About light, reflections and smoothingWe can say that the GTX 2080Ti is a truly expected video card. Still, for almost two years from NVIDIA there has not been a single truly strong product in the desktop segment. The only thing worth noting is the release of the GTX 1070 Ti for comfortable competition with the Vega 56 introduced last year. And so, in August, new video cards based on the Turing architecture are announced. They say that the first batch never fell on store shelves, the whole part was sold on pre-orders.
There are currently three video cards - RTX 2080 Ti, RTX 2080 and RTX 2070. The balance of power has remained unchanged - the most productive 2080 Ti, based on the older TU102, is followed by 2080 on the TU104 and closes the triple 2070 on the TU106. Where the letters TU come from in the code name of the GPUs is immediately clear (short for Turing). Changing GTX to RTX is getting harder, even a long presentation by Jensen Huang, president of NVIDIA, doesn’t clarify all the details. A sea of beautiful pictures, pleased Mr. Huang and a jubilant audience. The hall is especially emotional when the price is announced - 499 bucks for 2070 (we have about 40,000 rubles with all taxes). What is the money for?
Mostly for real-time hardware-based ray tracing. Actually, R is taken from it (ray tracing). Rays are responsible for lighting (its realism) and reflection in the 3D gaming world. This is not a novelty; they were “invented” back in the last century, but their application is limited by the complexity of implementation - miscalculation requires significant computing power. In modern games, rasterization is used to create realistic lighting, reflections are “drawn” using environment maps. The picture is reliable, but the transition to the calculation of the rays will make it possible to make lighting and reflections just like in real life. Jensen's presentation abounded with comparisons, but instead of the words “it was - it became” they wrote “RTX ON - RTX OFF”.
The difference is huge. In existing games, which, according to the developers, are able to calculate coverage by the “new” method (no), you have to look for the difference.

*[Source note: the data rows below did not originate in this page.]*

//! Interfaces to the external systems the engine settles against.
//!
//! The ledger and the record store are shared services with their own
//! concurrency control; the engine never assumes it owns them. The match-data
//! provider is read-only.

use std::sync::Arc;

use podium_types::{
    Competitor, CompetitorId, LedgerReceipt, MatchId, OutcomeKind, RecordPointer, Result,
    StatusUpdate, Wager, WagerId,
};

/// The write-once financial ledger.
#[allow(async_fn_in_trait)]
pub trait Ledger {
    /// Commit the resolution of `wager_id`, releasing funds to the holder of
    /// `winning_competitor_id`'s side. `pointer` is stored as the auditable
    /// reference to the off-chain record.
    ///
    /// Not idempotent: a second commit for an already-resolved wager must
    /// fail with `Ledger { kind: AlreadyResolved, .. }` and must never pay
    /// twice.
    async fn resolve(
        &self,
        wager_id: WagerId,
        winning_competitor_id: &CompetitorId,
        pointer: &RecordPointer,
    ) -> Result<LedgerReceipt>;

    /// The receipt of an earlier commit for `wager_id`, if the ledger holds
    /// one. Used to adopt a commit whose confirmation was lost.
    async fn receipt_for(&self, wager_id: WagerId) -> Result<Option<LedgerReceipt>>;
}

/// The off-chain metadata / status store that owns wager records.
#[allow(async_fn_in_trait)]
pub trait RecordStore {
    /// Persist the full wager record and return a content pointer to it.
    /// Idempotent: uploading the same record twice yields a valid pointer
    /// both times.
    async fn upload(&self, wager_id: WagerId, record: &Wager) -> Result<RecordPointer>;

    /// Update the wager's status fields.
    async fn update_status(&self, wager_id: WagerId, update: &StatusUpdate) -> Result<()>;
}

/// Read-only source of match metadata.
#[allow(async_fn_in_trait)]
pub trait MatchDataProvider {
    /// Competitors of the match, in provider order.
    async fn list_competitors(&self, match_id: &MatchId) -> Result<Vec<Competitor>>;

    /// Which outcome shape the match category uses.
    async fn outcome_kind(&self, match_id: &MatchId) -> Result<OutcomeKind>;
}

impl<T: Ledger> Ledger for Arc<T> {
    async fn resolve(
        &self,
        wager_id: WagerId,
        winning_competitor_id: &CompetitorId,
        pointer: &RecordPointer,
    ) -> Result<LedgerReceipt> {
        (**self).resolve(wager_id, winning_competitor_id, pointer).await
    }

    async fn receipt_for(&self, wager_id: WagerId) -> Result<Option<LedgerReceipt>> {
        (**self).receipt_for(wager_id).await
    }
}

impl<T: RecordStore> RecordStore for Arc<T> {
    async fn upload(&self, wager_id: WagerId, record: &Wager) -> Result<RecordPointer> {
        (**self).upload(wager_id, record).await
    }

    async fn update_status(&self, wager_id: WagerId, update: &StatusUpdate) -> Result<()> {
        (**self).update_status(wager_id, update).await
    }
}

impl<T: MatchDataProvider> MatchDataProvider for Arc<T> {
    async fn list_competitors(&self, match_id: &MatchId) -> Result<Vec<Competitor>> {
        (**self).list_competitors(match_id).await
    }

    async fn outcome_kind(&self, match_id: &MatchId) -> Result<OutcomeKind> {
        (**self).outcome_kind(match_id).await
    }
}
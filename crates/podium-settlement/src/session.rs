//! One match's resolution, from operator input to settled wagers.

use podium_collector::OutcomeCollector;
use podium_types::{
    EngineConfig, MatchId, OutcomeKind, PodiumError, ResolutionReport, Result, Wager,
};

use crate::{
    coordinator::ResolutionCoordinator,
    pipeline::SettlementPipeline,
    traits::{Ledger, MatchDataProvider, RecordStore},
};

/// Build a collector for `match_id` from the provider's competitor list and
/// outcome kind.
///
/// # Errors
/// Provider failures, or a collector setup error (empty or duplicate field).
pub async fn open_collector<P: MatchDataProvider>(
    provider: &P,
    match_id: &MatchId,
) -> Result<OutcomeCollector> {
    let kind = provider.outcome_kind(match_id).await?;
    let competitors = provider.list_competitors(match_id).await?;
    tracing::debug!(%match_id, %kind, competitors = competitors.len(), "Opening outcome collector");
    OutcomeCollector::new(match_id.clone(), kind, competitors)
}

pub struct ResolutionSession<L, S> {
    kind: OutcomeKind,
    collector: OutcomeCollector,
    coordinator: ResolutionCoordinator<L, S>,
}

impl<L: Ledger, S: RecordStore> ResolutionSession<L, S> {
    /// # Errors
    /// As [`open_collector`], or `Configuration` for an invalid `config`.
    pub async fn open<P: MatchDataProvider>(
        provider: &P,
        match_id: MatchId,
        pipeline: SettlementPipeline<L, S>,
        config: EngineConfig,
    ) -> Result<Self> {
        config.validate()?;
        let coordinator = ResolutionCoordinator::new(match_id, pipeline, config);
        Self::from_coordinator(provider, coordinator).await
    }

    /// Open a session around an already-configured coordinator, e.g. one
    /// with a progress channel or advance hook. The collector is built for
    /// the coordinator's match.
    ///
    /// # Errors
    /// As [`open_collector`].
    pub async fn from_coordinator<P: MatchDataProvider>(
        provider: &P,
        coordinator: ResolutionCoordinator<L, S>,
    ) -> Result<Self> {
        let collector = open_collector(provider, coordinator.match_id()).await?;
        let kind = collector.state().kind();
        Ok(Self {
            kind,
            collector,
            coordinator,
        })
    }

    #[must_use]
    pub fn kind(&self) -> OutcomeKind {
        self.kind
    }

    #[must_use]
    pub fn collector(&self) -> &OutcomeCollector {
        &self.collector
    }

    pub fn collector_mut(&mut self) -> &mut OutcomeCollector {
        &mut self.collector
    }

    #[must_use]
    pub fn coordinator(&self) -> &ResolutionCoordinator<L, S> {
        &self.coordinator
    }

    pub fn coordinator_mut(&mut self) -> &mut ResolutionCoordinator<L, S> {
        &mut self.coordinator
    }

    /// Finalize the collected outcome and settle `wagers` under it.
    ///
    /// # Errors
    /// `IncompleteOutcome` while input is incomplete, `OutcomeKindMismatch`
    /// if the outcome shape disagrees with the category, otherwise as
    /// [`ResolutionCoordinator::submit_outcome`].
    pub async fn submit(&mut self, wagers: &[Wager]) -> Result<ResolutionReport> {
        let outcome = self.collector.finalize()?;
        if outcome.kind() != self.kind {
            return Err(PodiumError::OutcomeKindMismatch {
                expected: self.kind,
                actual: outcome.kind(),
            });
        }
        self.coordinator.submit_outcome(&outcome, wagers).await
    }
}

#[cfg(test)]
mod tests {
    use std::{
        sync::{
            Arc,
            atomic::{AtomicUsize, Ordering},
        },
        time::Duration,
    };

    use podium_types::{Competitor, Position, RunPhase, Violation, WinningParty};

    use super::*;
    use crate::{
        memory::{InMemoryLedger, InMemoryRecordStore, StaticMatchData},
        progress::progress_channel,
    };

    fn provider() -> StaticMatchData {
        StaticMatchData::new()
            .with_match(
                MatchId::new("gp"),
                OutcomeKind::Ranking,
                vec![
                    Competitor::new("VER", "Max Verstappen", "VER"),
                    Competitor::new("HAM", "Lewis Hamilton", "HAM"),
                    Competitor::new("LEC", "Charles Leclerc", "LEC"),
                ],
            )
            .with_match(
                MatchId::new("bout"),
                OutcomeKind::SingleWinner,
                vec![
                    Competitor::new("red", "Red Corner", "RED"),
                    Competitor::new("blue", "Blue Corner", "BLU"),
                ],
            )
    }

    async fn session(
        match_id: &str,
    ) -> ResolutionSession<Arc<InMemoryLedger>, Arc<InMemoryRecordStore>> {
        let config = EngineConfig::default();
        let pipeline = SettlementPipeline::new(
            Arc::new(InMemoryLedger::new()),
            Arc::new(InMemoryRecordStore::new()),
            &config,
        );
        ResolutionSession::open(&provider(), MatchId::new(match_id), pipeline, config)
            .await
            .unwrap()
    }

    #[tokio::test(start_paused = true)]
    async fn configured_coordinator_is_kept() {
        let config = EngineConfig::default();
        let pipeline = SettlementPipeline::new(
            Arc::new(InMemoryLedger::new()),
            Arc::new(InMemoryRecordStore::new()),
            &config,
        );
        let advanced = Arc::new(AtomicUsize::new(0));
        let counter = advanced.clone();
        let (producer, mut rx) = progress_channel(4);
        let coordinator = ResolutionCoordinator::new(MatchId::new("bout"), pipeline, config)
            .with_progress(producer)
            .with_advance(Arc::new(move |_| {
                counter.fetch_add(1, Ordering::SeqCst);
            }));

        let mut s = ResolutionSession::from_coordinator(&provider(), coordinator)
            .await
            .unwrap();
        assert_eq!(s.collector().state().match_id(), s.coordinator().match_id());
        assert_eq!(s.kind(), OutcomeKind::SingleWinner);

        s.collector_mut().select_winner("blue");
        let wagers = vec![Wager::dummy_accepted(&MatchId::new("bout"), "red", "blue")];
        s.submit(&wagers).await.unwrap();
        assert_eq!(rx.recv().await.unwrap().wager_id, wagers[0].id);
        assert!(s.coordinator().is_advance_pending());

        tokio::time::sleep(Duration::from_secs(5)).await;
        assert_eq!(advanced.load(Ordering::SeqCst), 1);
    }

    #[tokio::test]
    async fn coordinator_for_unknown_match_fails_to_open() {
        let config = EngineConfig::default();
        let pipeline = SettlementPipeline::new(
            Arc::new(InMemoryLedger::new()),
            Arc::new(InMemoryRecordStore::new()),
            &config,
        );
        let coordinator = ResolutionCoordinator::new(MatchId::new("nope"), pipeline, config);
        let result = ResolutionSession::from_coordinator(&provider(), coordinator).await;
        assert!(matches!(result, Err(PodiumError::MatchData { .. })));
    }

    fn p(n: u16) -> Position {
        Position::new(n).unwrap()
    }

    #[tokio::test]
    async fn unknown_match_fails_to_open() {
        let err = open_collector(&provider(), &MatchId::new("nope"))
            .await
            .unwrap_err();
        assert!(matches!(err, PodiumError::MatchData { .. }));
    }

    #[tokio::test]
    async fn incomplete_ranking_is_not_submitted() {
        let mut s = session("gp").await;
        s.collector_mut().assign(p(1), "HAM");
        let wagers = vec![Wager::dummy_accepted(&MatchId::new("gp"), "VER", "HAM")];

        let err = s.submit(&wagers).await.unwrap_err();
        let PodiumError::IncompleteOutcome { violations } = err else {
            panic!("expected IncompleteOutcome, got {err:?}");
        };
        assert!(violations.contains(&Violation::MissingPosition(p(2))));
        assert_eq!(s.coordinator().phase(), RunPhase::Idle);
    }

    #[tokio::test]
    async fn ranking_session_settles() {
        let mut s = session("gp").await;
        assert_eq!(s.kind(), OutcomeKind::Ranking);
        s.collector_mut().assign(p(1), "HAM");
        s.collector_mut().assign(p(2), "VER");
        s.collector_mut().assign(p(3), "LEC");
        assert!(s.collector().is_complete());

        let wagers = vec![Wager::dummy_accepted(&MatchId::new("gp"), "VER", "HAM")];
        let report = s.submit(&wagers).await.unwrap();
        assert_eq!(report.succeeded, 1);
        assert_eq!(report.settled[0].winning_party, WinningParty::Acceptor);
        assert_eq!(s.coordinator().phase(), RunPhase::FullSuccess);
    }

    #[tokio::test]
    async fn single_winner_session_settles() {
        let mut s = session("bout").await;
        assert_eq!(s.kind(), OutcomeKind::SingleWinner);
        s.collector_mut().select_winner("red");

        let wagers = vec![Wager::dummy_accepted(&MatchId::new("bout"), "red", "blue")];
        let report = s.submit(&wagers).await.unwrap();
        assert_eq!(report.settled[0].winning_party, WinningParty::Creator);
        assert!(!report.settled[0].non_participant_winner);
    }
}
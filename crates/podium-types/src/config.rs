//! Engine configuration.

use std::time::Duration;

use serde::{Deserialize, Serialize};

use crate::{PodiumError, Result, constants};

/// Configuration for a settlement engine instance.
#[derive(Debug, Clone, PartialEq, Eq, Serialize, Deserialize)]
#[serde(default)]
pub struct EngineConfig {
    /// Upper bound on each external write (upload, ledger commit, status
    /// update). Hitting it fails the wager, not the batch.
    pub write_timeout: Duration,
    /// Delay before the automatic advance after a fully successful batch.
    pub auto_advance_delay: Duration,
    /// Capacity of the progress event channel. Events beyond it are dropped
    /// rather than stalling settlement.
    pub progress_buffer: usize,
}

impl Default for EngineConfig {
    fn default() -> Self {
        Self {
            write_timeout: Duration::from_millis(constants::DEFAULT_WRITE_TIMEOUT_MS),
            auto_advance_delay: Duration::from_millis(constants::DEFAULT_AUTO_ADVANCE_DELAY_MS),
            progress_buffer: constants::DEFAULT_PROGRESS_BUFFER,
        }
    }
}

impl EngineConfig {
    /// Parse and validate a JSON config. Missing fields take their defaults.
    pub fn from_json(json: &str) -> Result<Self> {
        let cfg: Self = serde_json::from_str(json)?;
        cfg.validate()?;
        Ok(cfg)
    }

    /// # Errors
    /// Returns [`PodiumError::Configuration`] for a zero timeout or buffer.
    pub fn validate(&self) -> Result<()> {
        if self.write_timeout.is_zero() {
            return Err(PodiumError::Configuration(
                "write_timeout must be greater than zero".into(),
            ));
        }
        if self.progress_buffer == 0 {
            return Err(PodiumError::Configuration(
                "progress_buffer must be greater than zero".into(),
            ));
        }
        Ok(())
    }

    #[must_use]
    pub fn with_write_timeout(mut self, timeout: Duration) -> Self {
        self.write_timeout = timeout;
        self
    }

    #[must_use]
    pub fn with_auto_advance_delay(mut self, delay: Duration) -> Self {
        self.auto_advance_delay = delay;
        self
    }

    /// Write timeout in whole milliseconds, for error reporting.
    #[must_use]
    pub fn write_timeout_ms(&self) -> u64 {
        u64::try_from(self.write_timeout.as_millis()).unwrap_or(u64::MAX)
    }
}
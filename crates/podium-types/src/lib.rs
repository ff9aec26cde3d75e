//! # podium-types
//!
//! Shared types, errors, and configuration for the **Podium** match
//! resolution and settlement engine.
//!
//! This crate is the leaf dependency of the workspace; every other crate
//! depends on it. It defines:
//!
//! - **Identifiers**: [`WagerId`], [`MatchId`], [`CompetitorId`], [`Position`], [`RecordPointer`]
//! - **Match model**: [`Competitor`], [`OutcomeKind`], [`MatchOutcome`], [`RankingTable`], [`Violation`]
//! - **Wager model**: [`Wager`], [`WagerStatus`], [`Selection`], [`Resolution`], [`WinningParty`], [`StatusUpdate`]
//! - **Settlement model**: [`SettlementOutcome`], [`SettlementStage`], [`LedgerReceipt`]
//! - **Reporting**: [`ResolutionReport`], [`WagerFailure`], [`RunPhase`]
//! - **Configuration**: [`EngineConfig`]
//! - **Errors**: [`PodiumError`] with `PD_ERR_` prefix codes
//! - **Constants**: engine-wide limits and defaults

pub mod competitor;
pub mod config;
pub mod constants;
pub mod error;
pub mod ids;
pub mod outcome;
pub mod ranking;
pub mod report;
pub mod settlement;
pub mod wager;

// Re-export all primary types at crate root for ergonomic imports:
//   use podium_types::{Wager, MatchOutcome, RankingTable, ...};

pub use competitor::*;
pub use config::*;
pub use error::*;
pub use ids::*;
pub use outcome::*;
pub use ranking::*;
pub use report::*;
pub use settlement::*;
pub use wager::*;

// Constants are accessed via `podium_types::constants::FOO`
// (not re-exported to avoid name collisions).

If you do not focus on lighting, I would not notice anything. Yes, I played Shadow of the Tomb Raider on the GTX 2080 Ti and did not experience the wow effect. The miscalculation of light is more realistic, but nothing more. Failure? Not. Video cards have just come out, and igrodelov need time to engage new opportunities in their projects. NVIDIA, of course, understands this and promises support for ray tracing in Assetto Corsa Competizione, Atomic Heart, Battlefield V, Control, Enlisted, Justice, JX3, Mechwarrior V: Mercenaries, Metro Exodus, Project DH.
Metro looks promising, and I, as a fan of the series, liked the implementation of ray tracing in Mechwarrior.
To boost your imagination, you can watch the Reflections Real tech demo on the Unreal Engine.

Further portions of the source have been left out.